I was 18 and it was my first year in college, my bf at the time was 29 and it was a very toxic relationship.
He insisted that he wanted a child with me because he wants me to be his wife, but I told him no. However, most times when we had sex he’d try to come inside me and I was taking emergency contraceptives a lot so I guess it became less effective.

Because he was continuously coming inside me, I decided to go on the pill so when my period didn’t come the first month I thought it was just the pill and I stopped taking them then I became really sick. I couldn’t eat anything I could barely sleep, couldn’t walk my whole body just felt awful and again I thought it was just a really bad reaction to the pill.  It continued and I decided to tell him and I he came for me one day and said he was gonna let me do a test and if I am pregnant he would take care of it. That day, he bought it and I read the test wrong.

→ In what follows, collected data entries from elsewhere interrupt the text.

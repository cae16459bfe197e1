//! Reorder and merge commands - run a single transform on tiny files

use crate::cli::args::{MergeArgs, ReorderArgs};
use crate::error::{ForgeError, ForgeResult};
use crate::transform::{reorder_file, JoinMerger, TableMerger};
use crate::ui::{self, UiContext};

/// Execute the reorder command
pub async fn reorder(args: ReorderArgs) -> ForgeResult<()> {
    if !args.input.exists() {
        return Err(ForgeError::PathNotFound(args.input));
    }

    let order: Vec<&str> = args.order.iter().map(String::as_str).collect();
    reorder_file(&args.input, &args.output, &order).await?;

    let ctx = UiContext::detect();
    ui::step_ok_detail(&ctx, "Reordered", &args.output.display().to_string());
    Ok(())
}

/// Execute the merge command
pub async fn merge(args: MergeArgs) -> ForgeResult<()> {
    if let Some(missing) = args.inputs.iter().find(|p| !p.exists()) {
        return Err(ForgeError::PathNotFound(missing.clone()));
    }

    JoinMerger.merge(&args.inputs, &args.output).await?;

    let ctx = UiContext::detect();
    ui::step_ok_detail(
        &ctx,
        &format!("Merged {} tables", args.inputs.len()),
        &args.output.display().to_string(),
    );
    Ok(())
}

After the symptoms continued I decided to go to the doctor and she told me I was pregnant, apart of me already knew that I was but I didn’t want to admit it. A part of me also wanted to give him a baby so bad because I felt that would make him love me more but I knew what I had to do so I told him and he gave me the money to do it.

That was the worst day of my life, I was awake for the procedure and I just wanted to die, throughout the whole thing I was just asking God to take my life because the pain was so much and I just kept think abt killing my first child and I just felt dead inside. After the procedure he didn’t check up on me to see how I was doing or anything, thankfully it was done properly so I had no complications.

That was 3 years ago and when I see babies that are the same age I wonder what my life would be like if I made a different decision. I wonder if when I want kids I won’t be able to have them or even if I am if they’ll be born with a birth defect. But at the end of the day, I think I made the best decision I could even though it wasn’t easy and I’ll have to live with my decision.